_EXERCISE PROMPT:_
Scan the lines below; pull out those with "paths".

==== PROVIDED MATERIAL ====

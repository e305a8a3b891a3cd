use std::path::{Path, PathBuf};

use anyhow::{Context, Result};

/// Normalize a user-supplied path and ensure it stays within an allowed root.
/// Rejects absolute paths and any that escape via `..`.
pub fn normalize_under_root(root: &Path, candidate: &Path) -> Result<PathBuf> {
    if candidate.is_absolute() {
        anyhow::bail!("absolute paths are not allowed: {}", candidate.display());
    }

    let root_canon = root
        .canonicalize()
        .with_context(|| format!("failed to canonicalize {}", root.display()))?;
    let joined = root_canon.join(candidate);
    let canon = joined
        .canonicalize()
        .with_context(|| format!("failed to canonicalize {}", joined.display()))?;

    if !canon.starts_with(&root_canon) {
        anyhow::bail!(
            "path escapes root ({}): {}",
            root_canon.display(),
            canon.display()
        );
    }

    Ok(canon)
}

====

_RESPONSE FOR THIS EXERCISE:_
/// Rejects absolute paths and any that escape via `..`.
        anyhow::bail!("absolute paths are not allowed: {}", candidate.display());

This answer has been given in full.